__EXERCISE DIRECTIONS__
Your answer is to be the count alone: the number of lines in the data below where "ProductSort" appears.

Saved entries:

------------------------

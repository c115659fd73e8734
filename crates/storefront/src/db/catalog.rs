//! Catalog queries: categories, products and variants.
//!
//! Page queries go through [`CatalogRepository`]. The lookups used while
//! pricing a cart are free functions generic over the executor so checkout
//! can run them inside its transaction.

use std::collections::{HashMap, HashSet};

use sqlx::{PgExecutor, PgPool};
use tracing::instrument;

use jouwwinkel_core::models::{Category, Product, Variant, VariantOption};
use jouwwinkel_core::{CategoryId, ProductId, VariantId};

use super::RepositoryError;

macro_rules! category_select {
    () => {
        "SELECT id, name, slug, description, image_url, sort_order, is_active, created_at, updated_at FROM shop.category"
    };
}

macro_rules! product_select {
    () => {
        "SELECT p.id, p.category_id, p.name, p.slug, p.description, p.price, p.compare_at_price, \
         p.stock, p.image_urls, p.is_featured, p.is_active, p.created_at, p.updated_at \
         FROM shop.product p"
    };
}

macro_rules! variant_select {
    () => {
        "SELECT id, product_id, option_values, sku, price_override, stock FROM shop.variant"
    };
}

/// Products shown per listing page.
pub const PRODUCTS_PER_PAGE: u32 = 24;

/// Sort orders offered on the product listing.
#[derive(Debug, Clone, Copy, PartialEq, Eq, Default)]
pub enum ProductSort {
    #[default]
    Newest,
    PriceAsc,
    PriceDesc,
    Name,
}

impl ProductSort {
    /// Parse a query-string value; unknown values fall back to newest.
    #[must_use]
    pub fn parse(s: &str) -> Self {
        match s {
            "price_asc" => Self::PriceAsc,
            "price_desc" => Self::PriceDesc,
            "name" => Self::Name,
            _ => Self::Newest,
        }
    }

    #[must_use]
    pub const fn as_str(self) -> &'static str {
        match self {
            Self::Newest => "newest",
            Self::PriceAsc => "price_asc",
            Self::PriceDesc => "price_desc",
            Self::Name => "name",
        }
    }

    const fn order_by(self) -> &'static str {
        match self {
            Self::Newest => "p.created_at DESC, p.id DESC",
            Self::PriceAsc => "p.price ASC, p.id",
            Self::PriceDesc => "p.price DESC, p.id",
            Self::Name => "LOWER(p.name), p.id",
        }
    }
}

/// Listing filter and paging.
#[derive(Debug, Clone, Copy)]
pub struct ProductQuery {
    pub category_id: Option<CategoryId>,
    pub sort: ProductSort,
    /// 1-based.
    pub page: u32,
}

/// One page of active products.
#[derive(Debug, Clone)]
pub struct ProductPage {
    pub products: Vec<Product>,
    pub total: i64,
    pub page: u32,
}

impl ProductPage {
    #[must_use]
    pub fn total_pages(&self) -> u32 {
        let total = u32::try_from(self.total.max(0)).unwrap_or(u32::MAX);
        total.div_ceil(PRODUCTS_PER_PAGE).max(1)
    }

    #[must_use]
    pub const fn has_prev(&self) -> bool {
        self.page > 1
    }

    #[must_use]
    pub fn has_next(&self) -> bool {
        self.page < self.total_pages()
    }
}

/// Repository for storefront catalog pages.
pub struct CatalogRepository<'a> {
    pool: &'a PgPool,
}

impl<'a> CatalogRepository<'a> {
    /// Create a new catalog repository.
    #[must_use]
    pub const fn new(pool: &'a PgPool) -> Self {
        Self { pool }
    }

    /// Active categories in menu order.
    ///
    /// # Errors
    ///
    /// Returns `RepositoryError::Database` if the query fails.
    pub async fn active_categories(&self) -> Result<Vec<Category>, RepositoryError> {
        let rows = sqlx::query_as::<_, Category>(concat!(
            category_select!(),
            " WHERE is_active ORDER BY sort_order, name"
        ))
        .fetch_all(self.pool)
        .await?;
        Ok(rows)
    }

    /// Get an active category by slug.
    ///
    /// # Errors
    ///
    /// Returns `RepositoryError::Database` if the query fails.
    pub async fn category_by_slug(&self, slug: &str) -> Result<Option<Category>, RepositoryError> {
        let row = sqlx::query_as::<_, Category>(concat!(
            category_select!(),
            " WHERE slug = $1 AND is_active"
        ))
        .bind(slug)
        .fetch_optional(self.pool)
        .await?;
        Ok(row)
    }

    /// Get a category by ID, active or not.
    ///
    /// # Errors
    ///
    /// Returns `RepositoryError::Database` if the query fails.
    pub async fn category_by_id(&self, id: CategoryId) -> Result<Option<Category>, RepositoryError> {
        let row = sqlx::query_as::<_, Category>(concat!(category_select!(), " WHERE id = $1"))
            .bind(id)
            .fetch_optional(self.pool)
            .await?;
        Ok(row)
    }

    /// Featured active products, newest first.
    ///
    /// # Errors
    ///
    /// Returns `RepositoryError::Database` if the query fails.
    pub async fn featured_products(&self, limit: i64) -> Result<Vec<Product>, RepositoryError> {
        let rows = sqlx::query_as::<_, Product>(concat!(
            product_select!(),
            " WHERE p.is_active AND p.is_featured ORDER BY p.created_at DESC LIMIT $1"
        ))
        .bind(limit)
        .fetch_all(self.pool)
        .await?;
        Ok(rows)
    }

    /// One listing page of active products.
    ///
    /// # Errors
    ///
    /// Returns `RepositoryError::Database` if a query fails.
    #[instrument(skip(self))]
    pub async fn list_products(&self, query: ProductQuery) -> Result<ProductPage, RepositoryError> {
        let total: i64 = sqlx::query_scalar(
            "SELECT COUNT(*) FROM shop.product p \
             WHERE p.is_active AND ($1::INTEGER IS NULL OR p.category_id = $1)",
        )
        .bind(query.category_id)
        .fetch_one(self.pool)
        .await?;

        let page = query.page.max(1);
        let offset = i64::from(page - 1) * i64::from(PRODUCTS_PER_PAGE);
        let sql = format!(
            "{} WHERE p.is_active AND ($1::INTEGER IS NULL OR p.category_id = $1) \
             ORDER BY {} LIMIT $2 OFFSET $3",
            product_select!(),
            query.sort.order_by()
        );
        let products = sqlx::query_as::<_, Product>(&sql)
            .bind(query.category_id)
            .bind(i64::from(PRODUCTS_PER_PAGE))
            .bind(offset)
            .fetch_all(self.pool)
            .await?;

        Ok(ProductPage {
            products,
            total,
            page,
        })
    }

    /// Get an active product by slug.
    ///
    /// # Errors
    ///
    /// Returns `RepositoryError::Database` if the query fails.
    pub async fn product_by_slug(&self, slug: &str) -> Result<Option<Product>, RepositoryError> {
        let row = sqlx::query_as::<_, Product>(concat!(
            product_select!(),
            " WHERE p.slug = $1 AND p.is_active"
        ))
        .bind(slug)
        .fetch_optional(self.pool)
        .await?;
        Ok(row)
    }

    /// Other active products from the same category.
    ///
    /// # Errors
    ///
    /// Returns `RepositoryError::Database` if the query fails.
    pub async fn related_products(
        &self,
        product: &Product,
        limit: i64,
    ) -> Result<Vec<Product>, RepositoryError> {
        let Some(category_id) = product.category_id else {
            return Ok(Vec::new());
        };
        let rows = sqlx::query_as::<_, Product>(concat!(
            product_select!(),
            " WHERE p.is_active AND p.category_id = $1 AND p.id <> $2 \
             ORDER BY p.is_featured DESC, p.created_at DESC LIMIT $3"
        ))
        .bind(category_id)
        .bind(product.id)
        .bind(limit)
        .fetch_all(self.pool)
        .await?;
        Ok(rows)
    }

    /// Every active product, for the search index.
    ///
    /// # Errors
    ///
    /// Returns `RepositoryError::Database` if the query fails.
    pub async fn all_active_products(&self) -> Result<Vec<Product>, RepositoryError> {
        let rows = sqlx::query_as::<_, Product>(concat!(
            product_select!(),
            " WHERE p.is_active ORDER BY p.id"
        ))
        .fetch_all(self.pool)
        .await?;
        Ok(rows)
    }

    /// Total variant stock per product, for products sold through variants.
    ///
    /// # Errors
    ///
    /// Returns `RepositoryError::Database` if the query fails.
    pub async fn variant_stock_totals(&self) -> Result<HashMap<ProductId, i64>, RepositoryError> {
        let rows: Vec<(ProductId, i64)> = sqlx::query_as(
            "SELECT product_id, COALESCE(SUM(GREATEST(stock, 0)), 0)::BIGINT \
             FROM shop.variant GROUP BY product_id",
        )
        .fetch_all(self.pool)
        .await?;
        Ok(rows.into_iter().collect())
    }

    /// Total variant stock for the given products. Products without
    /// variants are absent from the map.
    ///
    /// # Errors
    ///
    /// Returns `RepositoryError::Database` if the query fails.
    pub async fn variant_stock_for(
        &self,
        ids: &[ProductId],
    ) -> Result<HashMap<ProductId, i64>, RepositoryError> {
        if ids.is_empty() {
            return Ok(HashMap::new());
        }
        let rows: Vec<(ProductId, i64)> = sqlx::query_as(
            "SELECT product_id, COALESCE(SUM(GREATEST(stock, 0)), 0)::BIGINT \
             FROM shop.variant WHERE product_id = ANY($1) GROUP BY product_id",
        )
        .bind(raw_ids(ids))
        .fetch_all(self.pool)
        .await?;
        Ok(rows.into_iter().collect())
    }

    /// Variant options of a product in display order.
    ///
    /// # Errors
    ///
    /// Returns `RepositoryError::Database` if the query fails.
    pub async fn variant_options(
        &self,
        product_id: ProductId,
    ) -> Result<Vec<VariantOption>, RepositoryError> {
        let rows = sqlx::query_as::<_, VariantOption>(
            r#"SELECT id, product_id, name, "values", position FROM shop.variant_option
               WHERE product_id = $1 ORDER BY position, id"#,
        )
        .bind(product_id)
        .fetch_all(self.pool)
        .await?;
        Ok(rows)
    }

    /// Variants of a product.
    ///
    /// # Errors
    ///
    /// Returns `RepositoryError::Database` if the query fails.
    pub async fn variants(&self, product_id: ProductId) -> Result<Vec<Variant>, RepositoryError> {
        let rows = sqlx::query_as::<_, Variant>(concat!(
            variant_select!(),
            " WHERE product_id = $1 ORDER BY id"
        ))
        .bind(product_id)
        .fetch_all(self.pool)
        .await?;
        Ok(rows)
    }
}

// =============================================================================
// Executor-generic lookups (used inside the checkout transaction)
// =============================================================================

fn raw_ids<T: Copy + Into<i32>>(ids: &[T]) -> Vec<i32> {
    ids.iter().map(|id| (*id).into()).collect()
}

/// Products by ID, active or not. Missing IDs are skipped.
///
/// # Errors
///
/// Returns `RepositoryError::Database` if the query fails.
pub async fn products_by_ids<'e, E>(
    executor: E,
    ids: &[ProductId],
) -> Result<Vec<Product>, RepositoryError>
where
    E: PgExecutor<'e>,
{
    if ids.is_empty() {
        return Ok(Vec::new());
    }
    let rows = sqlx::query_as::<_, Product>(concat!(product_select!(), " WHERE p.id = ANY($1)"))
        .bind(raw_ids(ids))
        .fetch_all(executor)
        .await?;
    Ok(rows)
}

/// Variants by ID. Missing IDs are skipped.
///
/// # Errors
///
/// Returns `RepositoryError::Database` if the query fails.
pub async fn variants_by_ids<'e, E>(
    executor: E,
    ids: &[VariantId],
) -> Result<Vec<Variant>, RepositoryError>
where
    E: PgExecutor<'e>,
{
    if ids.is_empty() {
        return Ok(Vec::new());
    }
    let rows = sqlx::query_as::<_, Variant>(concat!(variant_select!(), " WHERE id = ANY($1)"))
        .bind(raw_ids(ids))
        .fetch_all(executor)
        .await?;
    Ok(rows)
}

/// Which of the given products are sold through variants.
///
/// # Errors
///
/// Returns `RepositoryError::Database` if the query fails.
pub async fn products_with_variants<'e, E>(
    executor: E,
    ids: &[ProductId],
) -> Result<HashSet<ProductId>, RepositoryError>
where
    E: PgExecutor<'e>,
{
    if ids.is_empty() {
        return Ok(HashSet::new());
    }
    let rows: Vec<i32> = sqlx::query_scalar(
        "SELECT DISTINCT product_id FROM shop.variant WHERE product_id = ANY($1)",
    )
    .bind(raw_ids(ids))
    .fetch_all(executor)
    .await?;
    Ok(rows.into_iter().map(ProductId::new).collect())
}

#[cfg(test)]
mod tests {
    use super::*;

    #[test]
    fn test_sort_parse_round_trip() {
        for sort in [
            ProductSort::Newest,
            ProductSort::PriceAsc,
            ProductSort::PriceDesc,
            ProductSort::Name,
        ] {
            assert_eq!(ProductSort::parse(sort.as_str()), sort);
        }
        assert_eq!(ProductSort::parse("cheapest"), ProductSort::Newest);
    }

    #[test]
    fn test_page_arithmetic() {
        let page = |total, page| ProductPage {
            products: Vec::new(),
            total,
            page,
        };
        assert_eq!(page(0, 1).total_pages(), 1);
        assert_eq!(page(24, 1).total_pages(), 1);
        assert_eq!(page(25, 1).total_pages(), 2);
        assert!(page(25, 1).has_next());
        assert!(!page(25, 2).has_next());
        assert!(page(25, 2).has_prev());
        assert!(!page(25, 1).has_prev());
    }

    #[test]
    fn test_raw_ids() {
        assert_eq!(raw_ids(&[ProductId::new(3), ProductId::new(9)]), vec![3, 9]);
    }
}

------------------------

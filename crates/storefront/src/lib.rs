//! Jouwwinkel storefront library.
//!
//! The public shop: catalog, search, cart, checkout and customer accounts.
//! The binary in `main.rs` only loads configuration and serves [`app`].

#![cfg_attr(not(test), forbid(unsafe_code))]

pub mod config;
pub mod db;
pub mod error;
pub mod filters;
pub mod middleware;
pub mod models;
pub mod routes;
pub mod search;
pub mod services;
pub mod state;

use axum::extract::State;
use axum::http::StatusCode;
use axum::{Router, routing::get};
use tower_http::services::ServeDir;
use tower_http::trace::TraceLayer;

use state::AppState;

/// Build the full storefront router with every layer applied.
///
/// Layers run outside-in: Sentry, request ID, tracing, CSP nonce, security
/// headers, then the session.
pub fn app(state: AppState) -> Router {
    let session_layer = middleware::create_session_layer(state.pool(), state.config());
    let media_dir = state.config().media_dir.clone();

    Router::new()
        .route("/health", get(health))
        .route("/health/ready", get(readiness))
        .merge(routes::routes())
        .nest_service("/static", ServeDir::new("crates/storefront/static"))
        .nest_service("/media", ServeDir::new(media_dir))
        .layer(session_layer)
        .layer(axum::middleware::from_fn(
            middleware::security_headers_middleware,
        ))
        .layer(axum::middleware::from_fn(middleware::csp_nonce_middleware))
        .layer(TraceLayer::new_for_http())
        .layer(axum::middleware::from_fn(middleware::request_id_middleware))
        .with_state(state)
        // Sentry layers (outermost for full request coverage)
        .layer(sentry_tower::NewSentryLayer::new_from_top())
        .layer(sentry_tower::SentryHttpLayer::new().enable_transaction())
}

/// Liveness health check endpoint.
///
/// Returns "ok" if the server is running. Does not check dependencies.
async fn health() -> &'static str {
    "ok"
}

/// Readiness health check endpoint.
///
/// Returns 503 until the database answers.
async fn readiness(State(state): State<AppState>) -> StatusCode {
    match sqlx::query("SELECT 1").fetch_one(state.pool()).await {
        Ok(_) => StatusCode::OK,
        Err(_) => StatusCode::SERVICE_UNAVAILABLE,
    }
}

------------------------

__TASK SOLUTION__
9